Civil and human rights played a large role in the Medal of Freedom ceremony.
Steinem, who began professional life as a journalist, “awakened a vast and often skeptical” nation to issues like domestic abuse and pay discrimination, Obama said.
The Rev. C.T. Vivian was “among the first to be in on the action” during the civil rights struggles of the 1960s, from the Freedom Rides to Selma, Obama said.
Another civil rights pioneer, the late Bayard Rustin, organized the 1963 March on Washington.
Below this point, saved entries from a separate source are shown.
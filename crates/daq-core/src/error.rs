//! Error types shared by the acquisition stack.
//!
//! `DaqError` is the single error type that crosses crate boundaries. Driver
//! crates keep their own, richer error enums internally and convert into
//! [`DaqError::Driver`] at the capability-trait boundary so that callers can
//! match on a [`DriverErrorKind`] without knowing which instrument failed.
//!
//! ## Error Hierarchy
//!
//! - **`Configuration`**: semantically invalid settings caught during validation.
//! - **`Io`**: wraps `std::io::Error` from file and socket operations.
//! - **`Instrument`**: free-form instrument failure without further structure.
//! - **`Driver`**: structured failure tagged with the driver type and a kind.
//! - **`FrameSizeMismatch`**: a pixel payload that does not match its declared shape.
//! - **`ShutdownFailed`**: aggregated errors from a tear-down that kept going.
//! - **`Parameter*`**: misuse of a [`crate::parameter::Parameter`].

use thiserror::Error;

// =============================================================================
// Driver Errors
// =============================================================================

/// Broad category of a driver failure.
#[derive(Debug, Clone, Copy, PartialEq, Eq)]
pub enum DriverErrorKind {
    /// Device bring-up failed (connect, greeting, licence, identity).
    Initialization,
    /// Driver configuration was rejected.
    Configuration,
    /// Transport-level failure (socket closed, send failed, reconnect failed).
    Communication,
    /// Peer sent something that could not be decoded.
    Protocol,
    /// Tear-down did not complete cleanly.
    Shutdown,
    /// Device reported a failure status for a command.
    Hardware,
    /// No matching reply arrived in time.
    Timeout,
    /// A parameter value was outside what the device accepts.
    InvalidParameter,
    /// Anything that does not fit the categories above.
    Unknown,
}

impl std::fmt::Display for DriverErrorKind {
    fn fmt(&self, f: &mut std::fmt::Formatter<'_>) -> std::fmt::Result {
        let label = match self {
            DriverErrorKind::Initialization => "initialization",
            DriverErrorKind::Configuration => "configuration",
            DriverErrorKind::Communication => "communication",
            DriverErrorKind::Protocol => "protocol",
            DriverErrorKind::Shutdown => "shutdown",
            DriverErrorKind::Hardware => "hardware",
            DriverErrorKind::Timeout => "timeout",
            DriverErrorKind::InvalidParameter => "invalid_parameter",
            DriverErrorKind::Unknown => "unknown",
        };
        write!(f, "{}", label)
    }
}

/// Structured driver failure.
#[derive(Error, Debug, Clone)]
#[error("Driver '{driver_type}' {kind} error: {message}")]
pub struct DriverError {
    /// Driver type string as registered with the factory (e.g. `"hamamatsu_rx"`).
    pub driver_type: String,
    /// Failure category.
    pub kind: DriverErrorKind,
    /// Human-readable detail.
    pub message: String,
}

impl DriverError {
    /// Build a driver error.
    pub fn new(
        driver_type: impl Into<String>,
        kind: DriverErrorKind,
        message: impl Into<String>,
    ) -> Self {
        Self {
            driver_type: driver_type.into(),
            kind,
            message: message.into(),
        }
    }
}

/// Primary error type for the acquisition stack.
///
/// # Error Categories
///
/// 1. **Configuration Errors** - `Configuration`
///    - Raised while loading or validating settings, before any socket is opened.
///    - Recovery: fix the configuration and restart.
///
/// 2. **Hardware/Communication Errors** - `Instrument`, `Driver`, `Io`
///    - Raised while talking to the acquisition PC.
///    - `Driver` carries a [`DriverErrorKind`]; `Timeout` and `Communication`
///      are usually transient, `Hardware` and `Protocol` usually are not.
///
/// 3. **Runtime Errors** - `FrameSizeMismatch`, `Parameter*`, `ShutdownFailed`
///    - Raised by data handling or by misuse of the parameter API.
///
/// # Example
///
/// ```rust,ignore
/// use daq_core::error::{DaqError, DriverError, DriverErrorKind};
///
/// fn reject_gain(gain: i64) -> Result<(), DaqError> {
///     if gain > 63 {
///         return Err(DaqError::Driver(DriverError::new(
///             "hamamatsu_rx",
///             DriverErrorKind::InvalidParameter,
///             format!("MCP gain {gain} above 63"),
///         )));
///     }
///     Ok(())
/// }
/// ```
#[derive(Error, Debug)]
pub enum DaqError {
    /// Configuration validation failed.
    ///
    /// Occurs when values parse correctly but make no sense together, e.g. an
    /// empty host name or a zero command timeout.
    ///
    /// **Error Type**: Permanent - requires fixing the configuration values.
    #[error("Configuration validation error: {0}")]
    Configuration(String),

    /// Standard I/O operation failed.
    ///
    /// **Error Type**: Can be transient (`TimedOut`, `ConnectionReset`) or
    /// permanent (`PermissionDenied`, `NotFound`).
    #[error("I/O error: {0}")]
    Io(#[from] std::io::Error),

    /// Instrument hardware error without further structure.
    ///
    /// Prefer [`DaqError::Driver`] when the failure can be categorised.
    #[error("Instrument error: {0}")]
    Instrument(String),

    /// Structured driver error with category
    #[error("{0}")]
    Driver(DriverError),

    /// A pixel payload did not match the declared frame dimensions.
    ///
    /// **Error Type**: Per-frame. The acquisition loop logs it and moves on to
    /// the next frame.
    #[error("Frame {width}x{height} expects {expected} bytes, got {actual}")]
    FrameSizeMismatch {
        /// Declared width in pixels.
        width: u32,
        /// Declared height in pixels.
        height: u32,
        /// Bytes implied by the dimensions.
        expected: usize,
        /// Bytes actually supplied.
        actual: usize,
    },

    /// Tear-down encountered errors but ran to completion.
    ///
    /// Every sub-step of a shutdown is attempted even when an earlier one
    /// failed; the individual failures are collected here.
    #[error("Shutdown failed with {} error(s)", .0.len())]
    ShutdownFailed(Vec<DaqError>),

    /// Attempted to modify a read-only parameter.
    #[error("Parameter is read-only")]
    ParameterReadOnly,

    /// Value is not one of the parameter's allowed choices.
    #[error("Invalid choice for parameter")]
    ParameterInvalidChoice,

    /// No hardware reader connected for parameter.
    ///
    /// Indicates a mirror that was never wired to its device query.
    #[error("No hardware reader connected")]
    ParameterNoHardwareReader,
}

impl DaqError {
    /// Driver error kind, if this is a structured driver error.
    pub fn driver_kind(&self) -> Option<DriverErrorKind> {
        match self {
            DaqError::Driver(err) => Some(err.kind),
            _ => None,
        }
    }
}

#[cfg(test)]
mod tests {
    use super::*;

    #[test]
    fn test_error_display() {
        let err = DaqError::Instrument("streak unit not responding".to_string());
        assert_eq!(err.to_string(), "Instrument error: streak unit not responding");
    }

    #[test]
    fn test_shutdown_failed_counts_errors() {
        let err = DaqError::ShutdownFailed(vec![
            DaqError::Instrument("AppEnd timed out".into()),
            DaqError::Instrument("shutter stuck".into()),
        ]);
        assert_eq!(err.to_string(), "Shutdown failed with 2 error(s)");
    }

    #[test]
    fn test_driver_error_display_and_kind() {
        let err = DaqError::Driver(DriverError::new(
            "hamamatsu_rx",
            DriverErrorKind::Timeout,
            "no reply to AppInfo",
        ));
        assert!(err
            .to_string()
            .contains("Driver 'hamamatsu_rx' timeout error"));
        assert_eq!(err.driver_kind(), Some(DriverErrorKind::Timeout));
        assert_eq!(DaqError::ParameterReadOnly.driver_kind(), None);
    }

    #[test]
    fn test_frame_size_mismatch_display() {
        let err = DaqError::FrameSizeMismatch {
            width: 4,
            height: 2,
            expected: 16,
            actual: 15,
        };
        assert_eq!(err.to_string(), "Frame 4x2 expects 16 bytes, got 15");
    }
}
Obama pointed out that Rustin fought for civil rights on another front, as an openly gay man.
Judge Patricia Wald was the first woman to sit on the U.S. District Court of Appeals in Washington, D.C.
Lynn, often called the queen of country music, “gave voice to a generation” through such songs as Coal Miner’s Daughter, the title of a biographical film about her life.
Jazz legend Arturo Sandoval learned to play the trumpet in communist Cuba, where listening to music on the Voice of America could get you tossed in jail, Obama said.
Obama noted that baseball Hall of Famer Ernie Banks — “Mr. Cub” from Chicago — came up through the old Negro League and became famous for his infectious enthusiasm as well as his power hitting.
Former University of North Carolina basketball coach Dean Smith — a hoops innovator — helped integrate a restaurant in Chapel Hill and recruited the school’s first African-American athlete during the 1960s, the president said.
Science was also honored at the Medal of Freedom of ceremony.
Nobel Prize-winning psychologist Daniel Kahneman. “basically invented the study of human decision making,” Obama said.
Environmental scientist Mario Molina, another Nobel Prize winner, specified the dangers of carbon emissions, the president said.
Another honoree had a direct connection to John Kennedy: Ben Bradlee was a neighbor of JFK’s and covered his presidency for Newsweek magazine. Bradlee later was editor of The Washington Post, making it a national political force through coverage of the Pentagon Papers and Watergate.